Unprecedented chemical transformation of benzaldehyde semicarbazone mediated by osmium

para-Nitrobenzaldehyde semicarbazone (O(2)N(para)-C(6)H(4)C(H)=N-NH-CO-NH(2)) undergoes unprecedented chemical transformation during its reaction with Os(PPh(3))(2)(CO)(2)(HCOO)(2)] in different alcoholic (R'OH, R' = CH(2)CH(2)OCH(3), CH(2)CH(3), CH(2)CH(2)CH(3), and CH(2)CH(2)CH(2)CH(3)) solvents whereby the NH(2) group of the semicarbazone ligand is displaced by a OR' group provided by the solvents.

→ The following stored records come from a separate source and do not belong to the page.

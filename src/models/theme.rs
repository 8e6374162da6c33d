//! Derived header theme signal.

use serde::{Deserialize, Serialize};
use std::fmt;

/// Light/dark display mode for the page header.
///
/// Never assigned directly: it is always recomputed from the visibility set.
#[derive(Debug, Clone, Copy, PartialEq, Eq, Hash, Default, Serialize, Deserialize)]
#[serde(rename_all = "lowercase")]
pub enum ThemeSignal {
    /// Light-contrast header over light sections
    Light,
    /// Dark-contrast header (initial state)
    #[default]
    Dark,
}

impl ThemeSignal {
    /// Returns true for [`ThemeSignal::Light`].
    pub const fn is_light(self) -> bool {
        matches!(self, Self::Light)
    }
}

impl fmt::Display for ThemeSignal {
    fn fmt(&self, f: &mut fmt::Formatter<'_>) -> fmt::Result {
        match self {
            Self::Light => write!(f, "light"),
            Self::Dark => write!(f, "dark"),
        }
    }
}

The transformed semicarbazone ligand binds to osmium as a bidentate N,O-donor forming five-membered chelate ring to afford complexes of type Os(PPh(3))(2)(CO)(H)(L-OR')], where L-OR' refers to the transformed semicarbazone ligand. Structure of the Os(PPh(3))(2)(CO)(H)(L-OCH(2)CH(2)OCH(3))] complex has been determined by X-ray crystallography. All the Os(PPh(3))(2)(CO)(H)(L-OR')] complexes are diamagnetic and show characteristic (1)H NMR signals. They also show intense absorptions in the visible and ultraviolet region. Cyclic voltammetry on the complexes shows an irreversible oxidative response within 0.69-0.88 V versus SCE.